Your airlock is not a fermentation gauge, it is a VALVE to release excess co2. Often after the peak of fermentation has already wound down, there's simply no need to vent off any excess co2 but the beer often still fermenting.

The bubbling just means that it is venting excess CO2, nothing more. If it's not bubbling, that only means that it is not producing enough co2 to need to vent.

If your airlock was bubbling and stopped---It doesn't mean fermentation has stopped.

If you airlock isn't bubbling, it doesn't mean your fermentation hasn't started....

If your airlock starts bubbling, it really doesn't matter.

If your airlock NEVER bubbles, it doesn't mean anything is wrong or right.

Fermentation is not always "dynamic," just because you don't SEE anything happening, doesn't mean that any-thing's wrong,, and also doesn't mean that the yeast are still not working diligently away, doing what they've been doing for over 4,000 years.


The 1-2-3 method, or anything that advocates moving a beer out of primary based on a time frame of just a few days is NOT one of the best methods out there, even sillier than going by airlock action.

Moving your beers arbitrarily after a week doesn't factor in the lag time that often happens to our yeast (as illustrated by the "Fermentation can take 72 hours...." thread. )

If you have a 3 day lag time while the yeast is reproducing, and then arbitrarily decide to rack your beer on the 7th day, you are racking with only 4 days or so of fermentation and more than likely racking way too soon.

You see many threads were new brewers who do that panic becausue suddenly they see this ugly growth on top of their beer after a couple days in secondary.
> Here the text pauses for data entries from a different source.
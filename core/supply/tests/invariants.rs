// End-to-end supply invariant scenarios over in-memory snapshots

use chrono::{TimeZone, Utc};
use citrate_primitives::{Address, Coin, Coins, DecCoins};
use citrate_supply::*;

// ============================================================================
// Test Utilities
// ============================================================================

fn coins(s: &str) -> Coins {
    s.parse().unwrap()
}

fn dec_coins(s: &str) -> DecCoins {
    s.parse().unwrap()
}

/// One ordinary account with 100atom and one module account with 50atom
fn two_account_ledger(supplier: Supplier) -> MemorySnapshot {
    MemorySnapshot::new(100, Utc.timestamp_opt(1_700_000_000, 0).unwrap())
        .with_supplier(supplier)
        .with_account(Account::basic(Address([1; 20]), coins("100atom")))
        .with_account(Account::module(Address([2; 20]), "fee_collector", coins("50atom")))
}

fn consistent_supplier() -> Supplier {
    Supplier::new(coins("100atom"), coins("50atom"), Coins::empty(), coins("150atom"))
}

// ============================================================================
// Scenarios
// ============================================================================

#[test]
fn test_consistent_ledger_passes_both_checks() {
    let snapshot = two_account_ledger(consistent_supplier());

    assert!(SupplierInvariant.check(&snapshot).is_ok());
    assert!(TotalSupplyInvariant.check(&snapshot).is_ok());
    assert!(AllInvariants.check(&snapshot).is_ok());
}

#[test]
fn test_understated_circulating_supply_is_reported() {
    let mut supplier = consistent_supplier();
    supplier.circulating_supply = coins("99atom");
    let snapshot = two_account_ledger(supplier);

    let err = SupplierInvariant.check(&snapshot).unwrap_err();
    assert_eq!(
        err.mismatches(),
        &[FieldMismatch {
            field: SupplyField::CirculatingSupply,
            recorded: coins("99atom"),
            computed: coins("100atom"),
        }]
    );
    assert!(err.to_string().contains("99atom"));
    assert!(err.to_string().contains("100atom"));
}

#[test]
fn test_all_invariants_stops_at_supplier_failure() {
    let mut supplier = consistent_supplier();
    supplier.modules_supply = coins("49atom");
    supplier.total_supply = coins("1atom");
    let snapshot = two_account_ledger(supplier);

    let err = AllInvariants.check(&snapshot).unwrap_err();
    match err {
        SupplyError::InvariantViolation { route, .. } => assert_eq!(route, SUPPLIER_ROUTE),
        other => panic!("unexpected error: {other}"),
    }
}

#[test]
fn test_vesting_grants_tracked_until_end_time() {
    let block_time = Utc.timestamp_opt(1_000, 0).unwrap();
    let locked = VestingSchedule {
        original_vesting: coins("30atom"),
        start_time: 0,
        end_time: 1_001,
    };
    let unlocked = VestingSchedule {
        original_vesting: coins("70atom"),
        start_time: 0,
        end_time: 1_000,
    };

    let snapshot = MemorySnapshot::new(5, block_time)
        .with_supplier(Supplier::new(
            coins("20atom"),
            Coins::empty(),
            coins("30atom"),
            coins("20atom"),
        ))
        .with_account(Account::vesting(Address([1; 20]), coins("10atom"), locked))
        .with_account(Account::vesting(Address([2; 20]), coins("10atom"), unlocked));

    assert!(SupplierInvariant.check(&snapshot).is_ok());
}

#[test]
fn test_total_supply_includes_pools_and_carry() {
    let supplier = Supplier::new(
        coins("100atom"),
        coins("50atom"),
        Coins::empty(),
        coins("188atom,40stake"),
    );
    let snapshot = two_account_ledger(supplier)
        .with_bonded(Coin::new("stake", 40u64).unwrap())
        .with_collected_fees(coins("25atom"))
        .with_community_pool(dec_coins("10.6atom"))
        .with_outstanding_rewards(dec_coins("1.5atom"));

    // 100 + 50 + 25 fees + 10 community + 1 rewards + 1 carried from 0.6 + 0.5
    let reconciliation = reconcile_total_supply(&snapshot).unwrap();
    assert_eq!(reconciliation.carry, coins("1atom"));
    assert_eq!(reconciliation.discarded, dec_coins("0.1atom"));
    assert_eq!(reconciliation.reconstructed, coins("187atom,40stake"));

    let err = TotalSupplyInvariant.check(&snapshot).unwrap_err();
    assert_eq!(err.mismatches()[0].recorded, coins("188atom,40stake"));
    assert_eq!(err.mismatches()[0].computed, coins("187atom,40stake"));
}

#[test]
fn test_checks_are_idempotent() {
    let mut supplier = consistent_supplier();
    supplier.initial_vesting_supply = coins("5atom");
    let snapshot = two_account_ledger(supplier);

    let mut registry = InvariantRegistry::new();
    register_supply_invariants(&mut registry).unwrap();

    let first: Vec<_> = registry.run_all(&snapshot).into_iter().map(|r| (r.key, r.outcome)).collect();
    let second: Vec<_> = registry.run_all(&snapshot).into_iter().map(|r| (r.key, r.outcome)).collect();
    assert_eq!(first, second);
    assert!(first[0].1.is_err());
    assert!(first[1].1.is_ok());
}

#[test]
fn test_unavailable_staking_is_not_a_pass() {
    let mut snapshot = two_account_ledger(consistent_supplier());
    snapshot.bonded = None;

    let err = TotalSupplyInvariant.check(&snapshot).unwrap_err();
    assert_eq!(
        err,
        SupplyError::unavailable(Collaborator::Staking, "reading not present in snapshot")
    );
}

#[test]
fn test_runner_halts_on_corrupted_record() {
    let mut registry = InvariantRegistry::new();
    register_supply_invariants(&mut registry).unwrap();
    let runner = InvariantRunner::new(registry, RunnerConfig::default());

    let mut supplier = consistent_supplier();
    supplier.circulating_supply = coins("99atom");
    let audit = runner.on_block(100, &two_account_ledger(supplier));

    // The total supply check trusts the same understated record, so it fails too
    assert_eq!(audit.decision, RunnerDecision::Halt);
    assert_eq!(audit.failures().count(), 2);
}
// citrate/core/supply/src/lib.rs

//! Supply invariants for the Citrate ledger.
//!
//! After each block the supplier record is audited against live state: its
//! circulating, module and initial vesting fields against the account
//! population, and its total supply against every token-holding pool. Checks
//! are pure reads over a [`LedgerSnapshot`] and report through
//! [`SupplyError`]; halting the chain is the host's decision.

pub mod account;
pub mod aggregate;
pub mod error;
pub mod invariants;
pub mod registry;
pub mod runner;
pub mod snapshot;
pub mod supplier;

pub use account::{Account, BaseAccount, ModuleAccount, VestingAccount, VestingSchedule};
pub use aggregate::{aggregate, aggregate_accounts, AccountTotals};
pub use error::{Collaborator, FieldMismatch, SupplyError, SupplyField};
pub use invariants::{
    reconcile_total_supply, AllInvariants, Invariant, Reconciliation, SupplierInvariant,
    TotalSupplyInvariant, MODULE_NAME, SUPPLIER_ROUTE, TOTAL_SUPPLY_ROUTE,
};
pub use registry::{register_supply_invariants, InvariantRegistry, InvariantReport};
pub use runner::{BlockAudit, InvariantRunner, RunnerConfig, RunnerDecision};
pub use snapshot::{LedgerSnapshot, MemorySnapshot, DEFAULT_BOND_DENOM};
pub use supplier::Supplier;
That growth we end up telling them after they post a picture is a krausen and it's because it wasn't finished fermenting to begin with, and got kicked up agin by racking.

OR they post after a week or two in secondary that their beer is stuck somewhere between 1.030 and 1.020....and we tell them that happened because they again racked too soon. and left the yeast they needed to finish the beer behind....

Or they rack over when there is still even a krauzen on top.

So I don't believe in using the 1-2-3 method unless you are counting 1 on the day you actually see a krauzened formed on top of their beer.

In Mr Wizard's colum in BYO awhile back he made an interesting analogy about brewing and baking....He said that egg timers are all well and good in the baking process but they only provide a "rule of thumb" as to when something is ready...recipes, oven types, heck even atmospheric conditions, STILL have more bearing on when a cake is ready than the time it says it will be done in the cook book. You STILL have to stick a toothpick in the center and pull it out to see if truly the cake is ready.....otherwise you may end up with a raw cake....

Not too different from our beers....We can have a rough idea when our beer is ready (or use the 1-2-3 rule which, like I said, doesn't factor in things like yeast lag time or even ambient temp during fermentation and do things to our beer willy nilly, like moving it too early, or thinking our beer is going to be drinkable at 3 weeks....but unless we actually stick "our toothpick" (the hydrometer) in and let it tell us when the yeasties are finished...we too can "f" our beer up.

You can't really do something arbitrarily, you have to learn to "read" your beers, the hydrometer is the best way to do that.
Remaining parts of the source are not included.